Task requirements = Begin at the line containing "#[error(transparent)]" in the data below and go on through the line containing "first, synonyms second.", repeating each line exactly; include both ends and no other line.

***** Data to use

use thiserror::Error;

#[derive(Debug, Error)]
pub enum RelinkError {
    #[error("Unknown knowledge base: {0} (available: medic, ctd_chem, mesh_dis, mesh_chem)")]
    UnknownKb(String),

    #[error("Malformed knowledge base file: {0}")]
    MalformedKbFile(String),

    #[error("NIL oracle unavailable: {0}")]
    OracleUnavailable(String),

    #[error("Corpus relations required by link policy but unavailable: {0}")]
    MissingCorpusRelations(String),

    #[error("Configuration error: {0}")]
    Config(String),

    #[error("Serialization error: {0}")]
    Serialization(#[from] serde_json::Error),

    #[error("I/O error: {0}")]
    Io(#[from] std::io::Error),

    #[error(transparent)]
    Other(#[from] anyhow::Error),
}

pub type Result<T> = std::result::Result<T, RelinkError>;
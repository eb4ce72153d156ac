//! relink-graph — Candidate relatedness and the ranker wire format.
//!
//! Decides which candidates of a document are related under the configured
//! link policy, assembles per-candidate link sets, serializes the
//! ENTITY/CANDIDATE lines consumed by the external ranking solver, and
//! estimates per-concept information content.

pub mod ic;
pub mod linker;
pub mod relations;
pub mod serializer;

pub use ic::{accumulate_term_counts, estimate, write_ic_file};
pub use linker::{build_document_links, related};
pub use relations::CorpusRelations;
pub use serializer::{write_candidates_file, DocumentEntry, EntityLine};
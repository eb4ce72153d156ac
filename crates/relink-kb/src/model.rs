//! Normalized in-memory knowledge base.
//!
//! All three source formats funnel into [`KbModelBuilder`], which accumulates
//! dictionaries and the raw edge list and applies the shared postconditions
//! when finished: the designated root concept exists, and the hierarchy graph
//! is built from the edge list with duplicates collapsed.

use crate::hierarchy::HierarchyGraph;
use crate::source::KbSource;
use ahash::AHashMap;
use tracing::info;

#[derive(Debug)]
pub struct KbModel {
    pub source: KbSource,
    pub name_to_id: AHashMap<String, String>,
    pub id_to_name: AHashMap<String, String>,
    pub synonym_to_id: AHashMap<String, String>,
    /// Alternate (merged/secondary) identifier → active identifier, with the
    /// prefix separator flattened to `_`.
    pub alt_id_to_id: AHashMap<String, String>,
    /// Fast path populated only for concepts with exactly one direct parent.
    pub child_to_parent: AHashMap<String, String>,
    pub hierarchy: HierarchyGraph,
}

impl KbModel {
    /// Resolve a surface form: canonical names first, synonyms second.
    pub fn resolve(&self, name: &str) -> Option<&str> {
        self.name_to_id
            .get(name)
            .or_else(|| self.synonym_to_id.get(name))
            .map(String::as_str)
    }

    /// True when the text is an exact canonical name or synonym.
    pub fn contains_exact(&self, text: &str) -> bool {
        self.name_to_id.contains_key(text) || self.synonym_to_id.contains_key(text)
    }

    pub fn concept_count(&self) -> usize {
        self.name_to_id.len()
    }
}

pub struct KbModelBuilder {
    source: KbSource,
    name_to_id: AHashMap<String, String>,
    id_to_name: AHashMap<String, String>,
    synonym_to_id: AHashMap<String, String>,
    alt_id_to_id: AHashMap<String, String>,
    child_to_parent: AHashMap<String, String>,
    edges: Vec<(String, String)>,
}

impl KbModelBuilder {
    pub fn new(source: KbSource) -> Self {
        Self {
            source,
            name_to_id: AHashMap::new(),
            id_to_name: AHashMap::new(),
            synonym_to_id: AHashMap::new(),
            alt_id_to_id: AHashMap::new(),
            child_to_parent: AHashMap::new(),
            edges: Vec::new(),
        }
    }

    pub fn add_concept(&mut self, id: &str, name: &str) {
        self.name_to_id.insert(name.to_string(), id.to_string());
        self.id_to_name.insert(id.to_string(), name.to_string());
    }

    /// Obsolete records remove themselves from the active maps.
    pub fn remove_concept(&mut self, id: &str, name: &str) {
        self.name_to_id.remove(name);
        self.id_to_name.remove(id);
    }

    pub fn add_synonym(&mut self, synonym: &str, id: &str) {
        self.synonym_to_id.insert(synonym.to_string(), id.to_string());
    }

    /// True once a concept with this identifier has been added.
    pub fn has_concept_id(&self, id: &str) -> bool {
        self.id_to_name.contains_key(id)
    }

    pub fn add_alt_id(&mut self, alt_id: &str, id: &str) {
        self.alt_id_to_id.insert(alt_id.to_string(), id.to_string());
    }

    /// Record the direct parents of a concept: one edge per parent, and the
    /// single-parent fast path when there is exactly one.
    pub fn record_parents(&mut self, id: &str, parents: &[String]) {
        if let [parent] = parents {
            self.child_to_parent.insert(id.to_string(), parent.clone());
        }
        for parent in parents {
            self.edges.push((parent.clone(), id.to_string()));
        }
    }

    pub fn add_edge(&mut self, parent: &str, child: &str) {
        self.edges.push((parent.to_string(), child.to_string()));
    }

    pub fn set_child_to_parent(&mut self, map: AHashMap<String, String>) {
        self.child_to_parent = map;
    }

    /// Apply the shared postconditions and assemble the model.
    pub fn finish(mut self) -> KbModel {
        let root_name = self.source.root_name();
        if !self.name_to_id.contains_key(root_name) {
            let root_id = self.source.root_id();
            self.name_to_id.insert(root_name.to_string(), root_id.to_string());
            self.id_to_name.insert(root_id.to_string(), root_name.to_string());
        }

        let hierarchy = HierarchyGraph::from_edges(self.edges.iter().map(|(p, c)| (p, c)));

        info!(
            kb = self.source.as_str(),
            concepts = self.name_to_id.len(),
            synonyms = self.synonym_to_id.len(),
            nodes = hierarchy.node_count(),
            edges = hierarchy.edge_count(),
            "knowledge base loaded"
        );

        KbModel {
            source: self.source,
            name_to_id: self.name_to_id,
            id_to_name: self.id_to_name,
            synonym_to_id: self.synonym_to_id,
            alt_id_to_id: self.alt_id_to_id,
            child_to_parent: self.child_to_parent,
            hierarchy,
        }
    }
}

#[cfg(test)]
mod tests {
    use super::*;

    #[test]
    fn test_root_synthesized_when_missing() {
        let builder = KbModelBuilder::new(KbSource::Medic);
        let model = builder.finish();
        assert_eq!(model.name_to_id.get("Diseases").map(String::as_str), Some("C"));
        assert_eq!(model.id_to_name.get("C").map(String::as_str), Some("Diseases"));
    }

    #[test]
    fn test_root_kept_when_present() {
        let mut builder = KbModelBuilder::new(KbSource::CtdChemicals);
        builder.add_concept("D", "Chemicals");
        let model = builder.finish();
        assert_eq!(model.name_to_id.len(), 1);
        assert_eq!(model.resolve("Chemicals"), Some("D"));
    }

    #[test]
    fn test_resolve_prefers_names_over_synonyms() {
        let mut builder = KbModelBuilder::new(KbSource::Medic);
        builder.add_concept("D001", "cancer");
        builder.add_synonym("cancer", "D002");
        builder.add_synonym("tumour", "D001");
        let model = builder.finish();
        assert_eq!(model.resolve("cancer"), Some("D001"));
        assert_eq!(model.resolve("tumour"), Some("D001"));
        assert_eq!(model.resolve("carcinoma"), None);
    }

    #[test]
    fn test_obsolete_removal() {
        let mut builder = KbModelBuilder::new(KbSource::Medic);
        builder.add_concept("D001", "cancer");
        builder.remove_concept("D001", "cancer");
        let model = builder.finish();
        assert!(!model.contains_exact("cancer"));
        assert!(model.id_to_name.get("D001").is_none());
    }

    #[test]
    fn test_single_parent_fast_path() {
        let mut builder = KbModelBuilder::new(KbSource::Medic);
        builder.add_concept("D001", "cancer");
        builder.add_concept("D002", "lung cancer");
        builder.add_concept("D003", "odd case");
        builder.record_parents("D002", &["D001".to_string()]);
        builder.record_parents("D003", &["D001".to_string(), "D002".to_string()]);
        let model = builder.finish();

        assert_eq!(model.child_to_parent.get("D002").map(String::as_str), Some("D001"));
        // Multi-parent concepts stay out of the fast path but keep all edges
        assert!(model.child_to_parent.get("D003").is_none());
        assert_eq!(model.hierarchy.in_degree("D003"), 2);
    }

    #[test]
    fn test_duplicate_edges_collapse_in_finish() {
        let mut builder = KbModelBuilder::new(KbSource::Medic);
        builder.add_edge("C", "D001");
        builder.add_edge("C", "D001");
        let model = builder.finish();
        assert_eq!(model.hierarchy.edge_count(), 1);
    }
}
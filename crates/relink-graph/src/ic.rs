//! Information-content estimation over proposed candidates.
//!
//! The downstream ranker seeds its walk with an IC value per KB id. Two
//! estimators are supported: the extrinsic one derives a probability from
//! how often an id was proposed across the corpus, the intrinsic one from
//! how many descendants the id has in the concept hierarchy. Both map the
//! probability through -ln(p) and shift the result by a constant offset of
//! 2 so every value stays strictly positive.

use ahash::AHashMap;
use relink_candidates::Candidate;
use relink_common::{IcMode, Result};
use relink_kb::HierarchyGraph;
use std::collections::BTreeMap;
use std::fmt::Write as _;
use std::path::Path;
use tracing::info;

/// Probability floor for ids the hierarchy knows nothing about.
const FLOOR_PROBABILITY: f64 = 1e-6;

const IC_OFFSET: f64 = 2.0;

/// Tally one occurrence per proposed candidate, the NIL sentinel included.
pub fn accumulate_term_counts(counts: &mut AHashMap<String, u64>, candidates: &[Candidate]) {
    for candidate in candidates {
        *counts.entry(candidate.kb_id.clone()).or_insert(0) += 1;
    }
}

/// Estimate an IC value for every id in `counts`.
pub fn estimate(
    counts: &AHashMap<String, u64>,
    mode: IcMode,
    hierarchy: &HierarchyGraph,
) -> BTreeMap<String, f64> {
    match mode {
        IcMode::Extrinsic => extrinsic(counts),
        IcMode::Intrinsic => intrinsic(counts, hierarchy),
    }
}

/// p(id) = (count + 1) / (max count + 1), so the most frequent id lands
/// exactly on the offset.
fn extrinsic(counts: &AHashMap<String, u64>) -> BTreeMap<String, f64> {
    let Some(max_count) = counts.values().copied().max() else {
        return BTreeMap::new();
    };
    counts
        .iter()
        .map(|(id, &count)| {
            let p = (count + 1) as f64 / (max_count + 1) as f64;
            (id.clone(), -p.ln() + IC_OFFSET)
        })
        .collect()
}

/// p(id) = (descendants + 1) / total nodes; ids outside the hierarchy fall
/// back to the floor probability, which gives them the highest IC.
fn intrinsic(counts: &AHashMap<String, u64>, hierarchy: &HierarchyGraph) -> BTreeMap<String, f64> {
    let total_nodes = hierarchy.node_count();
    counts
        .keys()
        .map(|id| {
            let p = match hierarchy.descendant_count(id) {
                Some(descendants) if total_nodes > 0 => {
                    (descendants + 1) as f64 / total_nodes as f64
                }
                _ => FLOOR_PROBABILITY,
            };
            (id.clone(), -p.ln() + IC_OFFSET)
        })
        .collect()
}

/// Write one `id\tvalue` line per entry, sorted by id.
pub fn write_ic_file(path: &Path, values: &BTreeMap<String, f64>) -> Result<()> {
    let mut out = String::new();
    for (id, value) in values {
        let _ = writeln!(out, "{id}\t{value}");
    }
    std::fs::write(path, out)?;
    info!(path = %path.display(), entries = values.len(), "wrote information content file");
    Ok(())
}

**********

Exercise solution =
    #[error(transparent)]
    Other(#[from] anyhow::Error),
}

pub type Result<T> = std::result::Result<T, RelinkError>;
repository eb4ce72153d156ac
//! relink-graph — Candidate relatedness and the ranker wire format.
//!
//! Decides which candidates of a document are related under the configured
//! link policy, assembles per-candidate link sets, serializes the
//! ENTITY/CANDIDATE lines consumed by the external ranking solver, and
//! estimates per-concept information content.

pub mod ic;
pub mod linker;
pub mod relations;
pub mod serializer;

pub use ic::{accumulate_term_counts, estimate, write_ic_file};
pub use linker::{build_document_links, related};
pub use relations::CorpusRelations;
pub use serializer::{write_candidates_file, DocumentEntry, EntityLine};
repository eb4ce72153d156ac
filename crates/relink-kb/src/model.rs
//! Normalized in-memory knowledge base.
//!
//! All three source formats funnel into [`KbModelBuilder`], which accumulates
//! dictionaries and the raw edge list and applies the shared postconditions
//! when finished: the designated root concept exists, and the hierarchy graph
//! is built from the edge list with duplicates collapsed.

use crate::hierarchy::HierarchyGraph;
use crate::source::KbSource;
use ahash::AHashMap;
use tracing::info;

#[derive(Debug)]
pub struct KbModel {
    pub source: KbSource,
    pub name_to_id: AHashMap<String, String>,
    pub id_to_name: AHashMap<String, String>,
    pub synonym_to_id: AHashMap<String, String>,
    /// Alternate (merged/secondary) identifier → active identifier, with the
    /// prefix separator flattened to `_`.
    pub alt_id_to_id: AHashMap<String, String>,
    /// Fast path populated only for concepts with exactly one direct parent.
    pub child_to_parent: AHashMap<String, String>,
    pub hierarchy: HierarchyGraph,
}

impl KbModel {
    /// Resolve a surface form: canonical names first, synonyms second.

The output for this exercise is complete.